Home Posts pgvector Migration: Legacy SQL to Vector-Native Postgres
System Architecture

pgvector Migration: Legacy SQL to Vector-Native Postgres

pgvector Migration: Legacy SQL to Vector-Native Postgres
Dillip Chowdary
Dillip Chowdary
Tech Entrepreneur & Innovator · May 04, 2026 · 9 min read

Bottom Line

Do not wait for a hypothetical pgvector 0.9 release to modernize your stack. As of May 04, 2026, the latest official tag is 0.8.2, and it is already enough to add production-grade vector search to PostgreSQL with a low-risk migration path.

Key Takeaways

  • As of May 04, 2026, the latest official pgvector tag is 0.8.2, not 0.9.
  • Start with HNSW for the best speed/recall tradeoff; use IVFFlat when build time and memory matter more.
  • Backfill embeddings first, then create the ANN index, then switch reads after EXPLAIN proves index usage.
  • Filtered vector queries often need higher hnsw.ef_search or iterative scans to keep recall high.
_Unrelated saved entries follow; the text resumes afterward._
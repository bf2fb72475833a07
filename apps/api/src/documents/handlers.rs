//! Axum route handlers for saved documents.

use axum::{
    extract::{Path, Query, State},
    http::{header, StatusCode},
    response::{IntoResponse, Response},
    Json,
};
use serde::{Deserialize, Serialize};
use tracing::info;
use uuid::Uuid;

use crate::auth::session::SessionUser;
use crate::documents::store::{self, NewDocument};
use crate::documents::validation::{max_len, validate_document};
use crate::errors::AppError;
use crate::models::document::{DocumentData, DocumentRow, DocumentType};
use crate::render::builtin::DEFAULT_TEMPLATE_ID;
use crate::render::handlers::{render_blocking, resolve_template};
use crate::render::renderer::RenderMode;
use crate::state::AppState;

const MAX_TITLE: usize = 120;

// ────────────────────────────────────────────────────────────────────────────
// Request / Response types
// ────────────────────────────────────────────────────────────────────────────

#[derive(Debug, Deserialize)]
#[serde(rename_all = "camelCase")]
pub struct SaveDocumentRequest {
    pub title: Option<String>,
    pub template_id: Option<String>,
    pub data: DocumentData,
}

#[derive(Debug, Serialize)]
#[serde(rename_all = "camelCase")]
pub struct DocumentSummary {
    pub id: Uuid,
    pub document_type: String,
    pub title: String,
    pub template_id: Option<String>,
    pub created_at: chrono::DateTime<chrono::Utc>,
    pub updated_at: chrono::DateTime<chrono::Utc>,
}

impl From<DocumentRow> for DocumentSummary {
    fn from(row: DocumentRow) -> Self {
        Self {
            id: row.id,
            document_type: row.document_type,
            title: row.title,
            template_id: row.template_id,
            created_at: row.created_at,
            updated_at: row.updated_at,
        }
    }
}

#[derive(Debug, Deserialize)]
pub struct ExportQuery {
    pub template: Option<String>,
}

// ────────────────────────────────────────────────────────────────────────────
// Helpers
// ────────────────────────────────────────────────────────────────────────────

/// Explicit title, else "<name> <type>", else "Untitled <type>".
fn resolve_title(title: Option<&str>, data: &DocumentData) -> Result<String, AppError> {
    let label = data.document_type().label();
    let title = match title.map(str::trim).filter(|t| !t.is_empty()) {
        Some(t) => t.to_string(),
        None => {
            let name = data.personal_info().full_name.trim();
            if name.is_empty() {
                format!("Untitled {label}")
            } else {
                format!("{name} {label}")
            }
        }
    };
    max_len("title", &title, MAX_TITLE, "Title")?;
    Ok(title)
}

/// Validates the body and, if given, that the template exists.
async fn check_save_request(state: &AppState, req: &SaveDocumentRequest) -> Result<String, AppError> {
    validate_document(&req.data)?;
    if let Some(id) = req.template_id.as_deref() {
        resolve_template(state, id).await?;
    }
    resolve_title(req.title.as_deref(), &req.data)
}

fn to_json(data: &DocumentData) -> Result<serde_json::Value, AppError> {
    serde_json::to_value(data).map_err(|e| AppError::Internal(e.into()))
}

/// Lowercase ASCII slug for download file names.
fn file_slug(title: &str) -> String {
    let mut slug = String::with_capacity(title.len());
    for c in title.chars() {
        if c.is_ascii_alphanumeric() {
            slug.push(c.to_ascii_lowercase());
        } else if !slug.ends_with('-') {
            slug.push('-');
        }
    }
    let slug = slug.trim_matches('-');
    if slug.is_empty() {
        "document".to_string()
    } else {
        slug.to_string()
    }
}

/// A saved document keeps the type it was created with.
fn ensure_same_type(stored: &str, incoming: DocumentType) -> Result<(), AppError> {
    let stored_type = stored
        .parse::<DocumentType>()
        .map_err(|e| AppError::Internal(anyhow::anyhow!(e)))?;
    if stored_type != incoming {
        return Err(AppError::InvalidField {
            field: "data.documentType".to_string(),
            message: format!(
                "This document is a {} and cannot be saved as a {}",
                stored_type.label(),
                incoming.label()
            ),
        });
    }
    Ok(())
}

async fn load_owned(state: &AppState, id: Uuid, user: &SessionUser) -> Result<DocumentRow, AppError> {
    store::get_document(&state.db, id, user.id)
        .await
        .map_err(AppError::Internal)?
        .ok_or_else(|| AppError::NotFound(format!("Document {id} not found")))
}

// ────────────────────────────────────────────────────────────────────────────
// Handlers
// ────────────────────────────────────────────────────────────────────────────

/// POST /api/v1/documents
pub async fn handle_create_document(
    State(state): State<AppState>,
    user: SessionUser,
    Json(req): Json<SaveDocumentRequest>,
) -> Result<(StatusCode, Json<DocumentRow>), AppError> {
    let title = check_save_request(&state, &req).await?;
    let data = to_json(&req.data)?;

    let row = store::insert_document(
        &state.db,
        NewDocument {
            user_id: user.id,
            document_type: req.data.document_type().as_str(),
            title: &title,
            template_id: req.template_id.as_deref(),
            data: &data,
        },
    )
    .await
    .map_err(AppError::Internal)?;

    Ok((StatusCode::CREATED, Json(row)))
}

/// GET /api/v1/documents
pub async fn handle_list_documents(
    State(state): State<AppState>,
    user: SessionUser,
) -> Result<Json<Vec<DocumentSummary>>, AppError> {
    let rows = store::list_documents(&state.db, user.id)
        .await
        .map_err(AppError::Internal)?;
    Ok(Json(rows.into_iter().map(DocumentSummary::from).collect()))
}

/// GET /api/v1/documents/:id
pub async fn handle_get_document(
    State(state): State<AppState>,
    user: SessionUser,
    Path(id): Path<Uuid>,
) -> Result<Json<DocumentRow>, AppError> {
    Ok(Json(load_owned(&state, id, &user).await?))
}

/// PUT /api/v1/documents/:id
///
/// Whole-document replace. The document type is fixed at creation.
pub async fn handle_update_document(
    State(state): State<AppState>,
    user: SessionUser,
    Path(id): Path<Uuid>,
    Json(req): Json<SaveDocumentRequest>,
) -> Result<Json<DocumentRow>, AppError> {
    let existing = load_owned(&state, id, &user).await?;
    ensure_same_type(&existing.document_type, req.data.document_type())?;

    let title = check_save_request(&state, &req).await?;
    let data = to_json(&req.data)?;

    let row = store::replace_document(
        &state.db,
        id,
        user.id,
        &title,
        req.template_id.as_deref(),
        &data,
    )
    .await
    .map_err(AppError::Internal)?
    .ok_or_else(|| AppError::NotFound(format!("Document {id} not found")))?;

    info!("User {} saved document {id}", user.id);
    Ok(Json(row))
}

/// DELETE /api/v1/documents/:id
pub async fn handle_delete_document(
    State(state): State<AppState>,
    user: SessionUser,
    Path(id): Path<Uuid>,
) -> Result<StatusCode, AppError> {
    let deleted = store::delete_document(&state.db, id, user.id)
        .await
        .map_err(AppError::Internal)?;
    if !deleted {
        return Err(AppError::NotFound(format!("Document {id} not found")));
    }
    info!("User {} deleted document {id}", user.id);
    Ok(StatusCode::NO_CONTENT)
}

/// GET /api/v1/documents/:id/export
///
/// Print-mode HTML as a download; the browser's print dialog turns it into a PDF.
pub async fn handle_export_document(
    State(state): State<AppState>,
    user: SessionUser,
    Path(id): Path<Uuid>,
    Query(query): Query<ExportQuery>,
) -> Result<Response, AppError> {
    let row = load_owned(&state, id, &user).await?;
    let template_id = query
        .template
        .or(row.template_id.clone())
        .unwrap_or_else(|| DEFAULT_TEMPLATE_ID.to_string());
    let template = resolve_template(&state, &template_id).await?;

    let rendered = render_blocking(
        state.renderer.clone(),
        template.html,
        template.css,
        row.data,
        RenderMode::Print,
        row.title.clone(),
    )
    .await?;

    info!("Exported document {id} with template {template_id}");

    let disposition = format!("attachment; filename=\"{}.html\"", file_slug(&row.title));
    Ok((
        [
            (header::CONTENT_TYPE, "text/html; charset=utf-8".to_string()),
            (header::CONTENT_DISPOSITION, disposition),
        ],
        rendered.html,
    )
        .into_response())
}

#[cfg(test)]
mod tests {
    use super::*;
    use crate::models::document::{PersonalInfo, ResumeData};

    fn resume(name: &str) -> DocumentData {
        DocumentData::Resume(ResumeData {
            personal_info: PersonalInfo {
                full_name: name.to_string(),
                ..Default::default()
            },
            ..Default::default()
        })
    }

    #[test]
    fn test_resolve_title_explicit() {
        assert_eq!(resolve_title(Some("  My CV "), &resume("Ada")).unwrap(), "My CV");
    }

    #[test]
    fn test_resolve_title_from_name() {
        assert_eq!(resolve_title(None, &resume("Ada Lovelace")).unwrap(), "Ada Lovelace Resume");
        assert_eq!(resolve_title(Some(""), &resume("")).unwrap(), "Untitled Resume");
    }

    #[test]
    fn test_resolve_title_too_long() {
        let long = "x".repeat(MAX_TITLE + 1);
        match resolve_title(Some(&long), &resume("Ada")) {
            Err(AppError::InvalidField { field, .. }) => assert_eq!(field, "title"),
            other => panic!("unexpected: {other:?}"),
        }
    }

    #[test]
    fn test_update_keeps_document_type() {
        assert!(ensure_same_type("cv", DocumentType::Cv).is_ok());
        match ensure_same_type("resume", DocumentType::Biodata) {
            Err(AppError::InvalidField { field, message }) => {
                assert_eq!(field, "data.documentType");
                assert!(message.contains("Resume"));
                assert!(message.contains("Biodata"));
            }
            other => panic!("unexpected: {other:?}"),
        }
        assert!(matches!(
            ensure_same_type("letter", DocumentType::Cv),
            Err(AppError::Internal(_))
        ));
    }

    #[test]
    fn test_file_slug() {
        assert_eq!(file_slug("Ada Lovelace — Resume (2024)"), "ada-lovelace-resume-2024");
        assert_eq!(file_slug("!!!"), "document");
    }

    #[test]
    fn test_save_request_parses_tagged_data() {
        let req: SaveDocumentRequest = serde_json::from_value(serde_json::json!({
            "templateId": "modern",
            "data": {
                "documentType": "biodata",
                "personalInfo": { "fullName": "Ravi", "email": "ravi@example.com" },
                "hobbies": ["cricket"]
            }
        }))
        .unwrap();
        assert_eq!(req.data.document_type(), DocumentType::Biodata);
        assert!(req.title.is_none());
    }
}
If your app still relies on LIKE, ILIKE, or manual ranking tables, you can move to vector search without abandoning PostgreSQL. One important correction first: as of May 04, 2026, there is no official pgvector 0.9 tag yet. The latest official tag is v0.8.2, and that is what this tutorial uses. The migration pattern is still the right one for future releases: add vectors beside relational data, backfill safely, index deliberately, and cut traffic over only after you can prove recall and latency.

Prerequisites

Bottom Line

Use pgvector 0.8.2 today, keep your existing PostgreSQL tables, and treat vector search as a schema migration plus a query-planner validation exercise.

Before you start

  • PostgreSQL 13+, which pgvector currently supports in the official README.
  • A staging or production-safe rollout path for CREATE INDEX CONCURRENTLY.
  • An embedding pipeline in your application or ETL job. This guide focuses on the database side.
  • A representative query set so you can compare legacy relevance, latency, and recall.
  • A rollback plan that keeps old reads available until vector search is proven.
  • If legacy text contains sensitive data, mask it before embedding generation with the Data Masking Tool.

What changes in practice

  • Your relational schema stays in PostgreSQL.
  • You add a vector column to the table that powers search.
  • You generate embeddings outside Postgres and write them back into the row.
  • You replace text-only ranking with nearest-neighbor queries plus your existing filters.

Plan the migration

Choose the right distance and index

  • Use cosine distance when your embedding model is evaluated that way and your app thinks in similarity scores.
  • Use L2 or inner product only if your model documentation or current ranking logic requires them.
  • Start with HNSW when query latency and recall matter most.
  • Choose IVFFlat when index build time and memory pressure are the bigger constraint.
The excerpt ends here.